MATERIAL SUPPLIED Block Start

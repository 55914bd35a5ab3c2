// Help bar and the key reference overlay.

use ratatui::layout::Rect;
use ratatui::style::{Color, Modifier, Style};
use ratatui::text::{Line, Span};
use ratatui::widgets::{Block, Borders, Clear, Paragraph};
use ratatui::Frame;

use super::dialog::centered_rect;
use crate::tui::{PromptKind, Tab, ViewState};

const BOARD_KEYS: &[(&str, &str)] = &[
    ("Tab", "switch side (top/bottom)"),
    ("t / T", "next / previous team"),
    ("c", "clear team"),
    ("f", "next formation"),
    ("arrows", "move cursor (Shift: fine)"),
    ("n", "jump cursor to next slot"),
    ("j / k", "select player"),
    ("b", "toggle available / bench"),
    ("Enter, d", "drop player at cursor"),
    ("x, Del", "remove player at cursor"),
    ("click", "drop (left) / remove (right)"),
    ("w", "save side as analysis"),
    ("a", "create team from full lineup"),
    ("s", "toggle favourite team"),
    ("p", "predict winner"),
    ("r", "refresh teams"),
];

const COMPARE_KEYS: &[(&str, &str)] = &[
    ("1-4, arrows", "focus compare slot"),
    ("j / k", "select saved analysis"),
    ("Enter", "load analysis into slot"),
    ("x, Del", "clear slot"),
    ("r", "refresh saved analyses"),
];

const GLOBAL_KEYS: &[(&str, &str)] = &[
    ("v", "board / compare view"),
    ("Esc", "dismiss message"),
    ("?", "this help"),
    ("q", "quit"),
];

pub fn bar_text(state: &ViewState) -> &'static str {
    if state.confirm_quit {
        " y:Quit | n:Cancel"
    } else if let Some(prompt) = &state.prompt {
        match prompt.kind {
            PromptKind::SaveAnalysis => " Enter:Save | Esc:Cancel",
            PromptKind::CreateTeam => " Enter:Create | Esc:Cancel",
        }
    } else {
        match state.active_tab {
            Tab::Board => {
                " Tab:Side | t:Team | f:Formation | arrows:Cursor | j/k:Player | Enter:Drop | x:Remove | w:Save | p:Predict | v:Compare | ?:Help | q:Quit"
            }
            Tab::Compare => {
                " 1-4:Slot | j/k:Analysis | Enter:Load | x:Clear | r:Refresh | v:Board | ?:Help | q:Quit"
            }
        }
    }
}

pub fn render_bar(frame: &mut Frame, area: Rect, state: &ViewState) {
    let paragraph = Paragraph::new(Line::from(Span::styled(
        bar_text(state),
        Style::default()
            .fg(Color::White)
            .add_modifier(Modifier::DIM),
    )))
    .style(Style::default().bg(Color::DarkGray));
    frame.render_widget(paragraph, area);
}

fn key_lines(title: &'static str, keys: &[(&'static str, &'static str)]) -> Vec<Line<'static>> {
    let mut lines = vec![Line::from(Span::styled(
        title,
        Style::default().add_modifier(Modifier::BOLD),
    ))];
    lines.extend(keys.iter().map(|(key, desc)| {
        Line::from(vec![
            Span::styled(format!("  {key:<12}"), Style::default().fg(Color::Yellow)),
            Span::raw(*desc),
        ])
    }));
    lines
}

pub fn render_overlay(frame: &mut Frame, area: Rect) {
    let mut lines = key_lines("Board", BOARD_KEYS);
    lines.push(Line::default());
    lines.extend(key_lines("Compare", COMPARE_KEYS));
    lines.push(Line::default());
    lines.extend(key_lines("Anywhere", GLOBAL_KEYS));

    let height = lines.len() as u16 + 2;
    let dialog_area = centered_rect(50, height, area);
    frame.render_widget(Clear, dialog_area);
    frame.render_widget(
        Paragraph::new(lines)
            .block(
                Block::default()
                    .borders(Borders::ALL)
                    .title(" Keys (any key closes) "),
            )
            .style(Style::default().bg(Color::Black)),
        dialog_area,
    );
}
// SQLite persistence for saved analyses and favourite teams.

use std::sync::{Mutex, MutexGuard, PoisonError};

use anyhow::{Context, Result};
use chrono::{DateTime, Utc};
use lineup_core::analysis::{AnalysisSummary, SavedAnalysis};
use lineup_core::favourites::Favourites;
use rusqlite::{params, Connection, OptionalExtension};

/// SQLite-backed store for saved analyses (scoped by owner) and the local
/// favourite teams list.
pub struct Database {
    conn: Mutex<Connection>,
}

impl Database {
    /// Open (or create) a SQLite database at `path` and ensure the schema
    /// exists. Pass `":memory:"` for an ephemeral database.
    pub fn open(path: &str) -> Result<Self> {
        let conn = Connection::open(path)
            .with_context(|| format!("failed to open database at {path}"))?;

        conn.execute_batch(
            "PRAGMA journal_mode = WAL;
             PRAGMA busy_timeout = 5000;
             PRAGMA foreign_keys = ON;",
        )
        .context("failed to set database pragmas")?;

        conn.execute_batch(
            "
            CREATE TABLE IF NOT EXISTS analyses (
                id         INTEGER PRIMARY KEY AUTOINCREMENT,
                owner      TEXT NOT NULL,
                name       TEXT NOT NULL,
                team       TEXT,
                formation  TEXT NOT NULL,
                payload    TEXT NOT NULL,
                created_at TEXT NOT NULL
            );

            CREATE INDEX IF NOT EXISTS idx_analyses_owner ON analyses(owner);

            CREATE TABLE IF NOT EXISTS favourite_teams (
                id   INTEGER PRIMARY KEY AUTOINCREMENT,
                team TEXT NOT NULL UNIQUE
            );
            ",
        )
        .context("failed to create database schema")?;

        Ok(Self {
            conn: Mutex::new(conn),
        })
    }

    fn conn(&self) -> MutexGuard<'_, Connection> {
        self.conn.lock().unwrap_or_else(PoisonError::into_inner)
    }

    /// Store an analysis under `owner` and return its new id. Any id already
    /// on the analysis is ignored.
    pub fn save_analysis(&self, owner: &str, analysis: &SavedAnalysis) -> Result<i64> {
        let created_at = analysis.created_at.unwrap_or_else(Utc::now);
        let mut stored = analysis.clone();
        stored.id = None;
        stored.created_at = Some(created_at);
        let payload = serde_json::to_string(&stored).context("failed to serialize analysis")?;

        let conn = self.conn();
        conn.execute(
            "INSERT INTO analyses (owner, name, team, formation, payload, created_at)
             VALUES (?1, ?2, ?3, ?4, ?5, ?6)",
            params![
                owner,
                stored.name,
                stored.team,
                stored.formation,
                payload,
                created_at.to_rfc3339(),
            ],
        )
        .context("failed to insert analysis")?;
        Ok(conn.last_insert_rowid())
    }

    /// Load one analysis by id.
    pub fn load_analysis(&self, id: i64) -> Result<Option<SavedAnalysis>> {
        let conn = self.conn();
        let row: Option<(String, String)> = conn
            .query_row(
                "SELECT payload, created_at FROM analyses WHERE id = ?1",
                params![id],
                |row| Ok((row.get(0)?, row.get(1)?)),
            )
            .optional()
            .context("failed to query analysis")?;

        let Some((payload, created_at)) = row else {
            return Ok(None);
        };

        let mut analysis: SavedAnalysis = serde_json::from_str(&payload)
            .with_context(|| format!("corrupt payload for analysis {id}"))?;
        analysis.id = Some(id);
        if let Ok(ts) = DateTime::parse_from_rfc3339(&created_at) {
            analysis.created_at = Some(ts.with_timezone(&Utc));
        }
        Ok(Some(analysis))
    }

    /// List `owner`'s analyses, newest first.
    pub fn list_analyses(&self, owner: &str) -> Result<Vec<AnalysisSummary>> {
        let conn = self.conn();
        let mut stmt = conn
            .prepare("SELECT id, name, team FROM analyses WHERE owner = ?1 ORDER BY id DESC")
            .context("failed to prepare list_analyses query")?;

        let rows = stmt
            .query_map(params![owner], |row| {
                Ok(AnalysisSummary {
                    id: row.get(0)?,
                    name: row.get(1)?,
                    team: row.get(2)?,
                })
            })
            .context("failed to query analyses")?;

        let mut out = Vec::new();
        for row in rows {
            out.push(row.context("failed to read analysis row")?);
        }
        Ok(out)
    }
}

impl Database {
    /// Favourite teams in the order they were added.
    pub fn favourites(&self) -> Result<Favourites> {
        let conn = self.conn();
        let mut stmt = conn
            .prepare("SELECT team FROM favourite_teams ORDER BY id")
            .context("failed to prepare favourites query")?;
        let rows = stmt
            .query_map([], |row| row.get::<_, String>(0))
            .context("failed to query favourites")?;

        let mut teams = Vec::new();
        for row in rows {
            teams.push(row.context("failed to read favourite row")?);
        }
        Ok(Favourites::new(teams))
    }

    /// Flip `team`'s favourite flag and return the updated list.
    pub fn toggle_favourite(&self, team: &str) -> Result<Favourites> {
        let mut favourites = self.favourites()?;
        let team = team.trim();
        let now_favourite = favourites.toggle(team);

        let conn = self.conn();
        if now_favourite {
            conn.execute(
                "INSERT OR IGNORE INTO favourite_teams (team) VALUES (?1)",
                params![team],
            )
            .context("failed to add favourite")?;
        } else {
            conn.execute("DELETE FROM favourite_teams WHERE team = ?1", params![team])
                .context("failed to remove favourite")?;
        }
        Ok(favourites)
    }
}
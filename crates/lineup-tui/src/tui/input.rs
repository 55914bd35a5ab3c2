// Keyboard and mouse handling.
//
// Translates crossterm events into UserCommand messages for the app event
// loop, or into local ViewState changes (cursor, list selection, tabs).

use crossterm::event::{
    KeyCode, KeyEvent, KeyEventKind, KeyModifiers, MouseButton, MouseEvent, MouseEventKind,
};
use lineup_app::protocol::{UserCommand, COMPARE_SLOTS};
use lineup_core::assignment::nearest_slot;
use lineup_core::board::Side;
use lineup_core::formation::{PitchPoint, Slot};
use lineup_core::player::drag_payload;

use super::layout::{cell_to_percent, pitch_areas, AppLayout};
use super::{ListMode, NamePrompt, PromptKind, Tab, ViewState};

/// Cursor step in percentage units; Shift moves by `FINE_STEP`.
const CURSOR_STEP: f64 = 5.0;
const FINE_STEP: f64 = 1.0;

/// Handle a keyboard event.
///
/// Returns `Some(UserCommand)` when the key should reach the app loop, `None`
/// when it was handled locally.
pub fn handle_key(key_event: KeyEvent, state: &mut ViewState) -> Option<UserCommand> {
    // crossterm reports Release events on some platforms
    if key_event.kind != KeyEventKind::Press {
        return None;
    }

    if key_event.modifiers.contains(KeyModifiers::CONTROL) && key_event.code == KeyCode::Char('c')
    {
        return Some(UserCommand::Quit);
    }

    if state.confirm_quit {
        return handle_confirm_quit(key_event, state);
    }
    if state.prompt.is_some() {
        return handle_name_prompt(key_event, state);
    }
    if state.show_help {
        state.show_help = false;
        return None;
    }

    match key_event.code {
        KeyCode::Char('q') => {
            state.confirm_quit = true;
            return None;
        }
        KeyCode::Char('?') => {
            state.show_help = true;
            return None;
        }
        KeyCode::Char('v') => {
            state.active_tab = match state.active_tab {
                Tab::Board => Tab::Compare,
                Tab::Compare => Tab::Board,
            };
            return None;
        }
        KeyCode::Char('p') => return Some(UserCommand::Predict),
        KeyCode::Esc => {
            state.notice = None;
            return None;
        }
        _ => {}
    }

    match state.active_tab {
        Tab::Board => handle_board_key(key_event, state),
        Tab::Compare => handle_compare_key(key_event, state),
    }
}

fn handle_confirm_quit(key_event: KeyEvent, state: &mut ViewState) -> Option<UserCommand> {
    match key_event.code {
        KeyCode::Char('y') | KeyCode::Char('Y') | KeyCode::Char('q') | KeyCode::Char('Q') => {
            Some(UserCommand::Quit)
        }
        KeyCode::Char('n') | KeyCode::Char('N') | KeyCode::Esc => {
            state.confirm_quit = false;
            None
        }
        _ => None,
    }
}

/// Text entry for an analysis or team name. Enter submits a non-blank name.
fn handle_name_prompt(key_event: KeyEvent, state: &mut ViewState) -> Option<UserCommand> {
    let prompt = state.prompt.as_mut()?;
    match key_event.code {
        KeyCode::Esc => {
            state.prompt = None;
            None
        }
        KeyCode::Enter => {
            let name = prompt.input.trim().to_string();
            if name.is_empty() {
                return None;
            }
            let kind = prompt.kind;
            state.prompt = None;
            let side = state.active_side;
            Some(match kind {
                PromptKind::SaveAnalysis => UserCommand::SaveAnalysis { side, name },
                PromptKind::CreateTeam => UserCommand::CreateTeam { side, name },
            })
        }
        KeyCode::Backspace => {
            prompt.input.pop();
            None
        }
        KeyCode::Char(c) => {
            prompt.input.push(c);
            None
        }
        _ => None,
    }
}

fn handle_board_key(key_event: KeyEvent, state: &mut ViewState) -> Option<UserCommand> {
    let step = if key_event.modifiers.contains(KeyModifiers::SHIFT) {
        FINE_STEP
    } else {
        CURSOR_STEP
    };

    match key_event.code {
        KeyCode::Tab => {
            state.active_side = state.active_side.other();
            state.list_selected = 0;
            None
        }

        // Cursor
        KeyCode::Left => move_cursor(state, -step, 0.0),
        KeyCode::Right => move_cursor(state, step, 0.0),
        KeyCode::Up => move_cursor(state, 0.0, -step),
        KeyCode::Down => move_cursor(state, 0.0, step),
        KeyCode::Char('n') => {
            snap_to_next_slot(state);
            None
        }

        // Player list
        KeyCode::Char('j') => {
            let len = state.list().len();
            if state.list_selected + 1 < len {
                state.list_selected += 1;
            }
            None
        }
        KeyCode::Char('k') => {
            state.list_selected = state.list_selected.saturating_sub(1);
            None
        }
        KeyCode::Char('b') => {
            state.list_mode = match state.list_mode {
                ListMode::Available => ListMode::Bench,
                ListMode::Bench => ListMode::Available,
            };
            state.list_selected = 0;
            None
        }

        // Board commands
        KeyCode::Char('t') => cycle_team(state, true),
        KeyCode::Char('T') => cycle_team(state, false),
        KeyCode::Char('c') => Some(UserCommand::SelectTeam {
            side: state.active_side,
            team: None,
        }),
        KeyCode::Char('f') => Some(UserCommand::SetFormation {
            side: state.active_side,
            formation: state.side().formation().next(),
        }),
        KeyCode::Enter | KeyCode::Char('d') => drop_selected(state),
        KeyCode::Char('x') | KeyCode::Delete => remove_at_cursor(state),
        KeyCode::Char('w') => {
            state.prompt = Some(NamePrompt::new(PromptKind::SaveAnalysis));
            None
        }
        KeyCode::Char('a') => {
            state.prompt = Some(NamePrompt::new(PromptKind::CreateTeam));
            None
        }
        KeyCode::Char('s') => state.side().team().map(|team| UserCommand::ToggleFavourite {
            team: team.to_string(),
        }),
        KeyCode::Char('r') => Some(UserCommand::RefreshTeams),

        _ => None,
    }
}

fn handle_compare_key(key_event: KeyEvent, state: &mut ViewState) -> Option<UserCommand> {
    match key_event.code {
        KeyCode::Left => {
            state.compare_focus = state.compare_focus.saturating_sub(1);
            None
        }
        KeyCode::Right => {
            state.compare_focus = (state.compare_focus + 1).min(COMPARE_SLOTS - 1);
            None
        }
        KeyCode::Char(c @ '1'..='4') => {
            state.compare_focus = (c as usize) - ('1' as usize);
            None
        }
        KeyCode::Up | KeyCode::Char('k') => {
            state.analysis_selected = state.analysis_selected.saturating_sub(1);
            None
        }
        KeyCode::Down | KeyCode::Char('j') => {
            if state.analysis_selected + 1 < state.analyses.len() {
                state.analysis_selected += 1;
            }
            None
        }
        KeyCode::Enter => state.selected_analysis().map(|a| UserCommand::SelectCompare {
            slot: state.compare_focus,
            analysis_id: Some(a.id),
        }),
        KeyCode::Char('x') | KeyCode::Delete | KeyCode::Backspace => {
            Some(UserCommand::SelectCompare {
                slot: state.compare_focus,
                analysis_id: None,
            })
        }
        KeyCode::Char('r') => Some(UserCommand::RefreshAnalyses),
        _ => None,
    }
}

/// Handle a mouse event. Clicks on the pitch move the cursor to the clicked
/// half; a left click drops the selected player, a right click clears the
/// nearest occupied slot.
pub fn handle_mouse(
    mouse_event: MouseEvent,
    state: &mut ViewState,
    layout: &AppLayout,
) -> Option<UserCommand> {
    if state.active_tab != Tab::Board
        || state.confirm_quit
        || state.prompt.is_some()
        || state.show_help
    {
        return None;
    }
    let MouseEventKind::Down(button) = mouse_event.kind else {
        return None;
    };

    let areas = pitch_areas(layout.main_panel);
    let (side, point) = Side::BOTH.iter().find_map(|side| {
        cell_to_percent(mouse_event.column, mouse_event.row, areas[side.index()])
            .map(|point| (*side, point))
    })?;

    if side != state.active_side {
        state.active_side = side;
        state.list_selected = 0;
    }
    state.set_cursor(point);

    match button {
        MouseButton::Left => drop_selected(state),
        MouseButton::Right => remove_at_cursor(state),
        MouseButton::Middle => None,
    }
}

// ---------------------------------------------------------------------------
// Helpers
// ---------------------------------------------------------------------------

fn move_cursor(state: &mut ViewState, dx: f64, dy: f64) -> Option<UserCommand> {
    let c = state.cursor();
    state.set_cursor(PitchPoint::new(c.x + dx, c.y + dy));
    None
}

/// Jump the cursor onto the slot after the current drop target.
fn snap_to_next_slot(state: &mut ViewState) {
    let slots = state.side().slots();
    if slots.is_empty() {
        return;
    }
    let next = state.target_slot().map_or(0, |i| (i + 1) % slots.len());
    let point = slots[next].point;
    state.set_cursor(point);
}

/// Next (or previous) team in the list for the active side.
fn cycle_team(state: &mut ViewState, forward: bool) -> Option<UserCommand> {
    if state.teams.is_empty() {
        return None;
    }
    let len = state.teams.len();
    let current = state
        .side()
        .team()
        .and_then(|t| state.teams.iter().position(|name| name == t));
    let idx = match (current, forward) {
        (None, true) => 0,
        (None, false) => len - 1,
        (Some(i), true) => (i + 1) % len,
        (Some(i), false) => (i + len - 1) % len,
    };
    state.list_selected = 0;
    Some(UserCommand::SelectTeam {
        side: state.active_side,
        team: Some(state.teams[idx].clone()),
    })
}

/// Serialize the selected player and drop it at the cursor.
fn drop_selected(state: &ViewState) -> Option<UserCommand> {
    let player = state.selected_player()?;
    Some(UserCommand::DropPlayer {
        side: state.active_side,
        point: state.cursor(),
        payload: drag_payload(player),
    })
}

/// Remove the player in the occupied slot nearest the cursor. Empty slots
/// never win, so a click beside a player still reaches them.
fn remove_at_cursor(state: &ViewState) -> Option<UserCommand> {
    let side = state.side();
    let occupied: Vec<Slot> = side
        .slots()
        .iter()
        .filter(|s| side.assigned().contains_key(&s.index))
        .copied()
        .collect();
    let slot = nearest_slot(state.cursor(), &occupied)?;
    Some(UserCommand::RemovePlayer {
        side: state.active_side,
        slot,
    })
}

// ---------------------------------------------------------------------------
// Tests
// ---------------------------------------------------------------------------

MATERIAL SUPPLIED Block End

> [TASK INSTRUCTIONS]:
Lines in the data containing the string "TABLE" are to be counted; give that number alone.

> [EXERCISE RESULT]:
2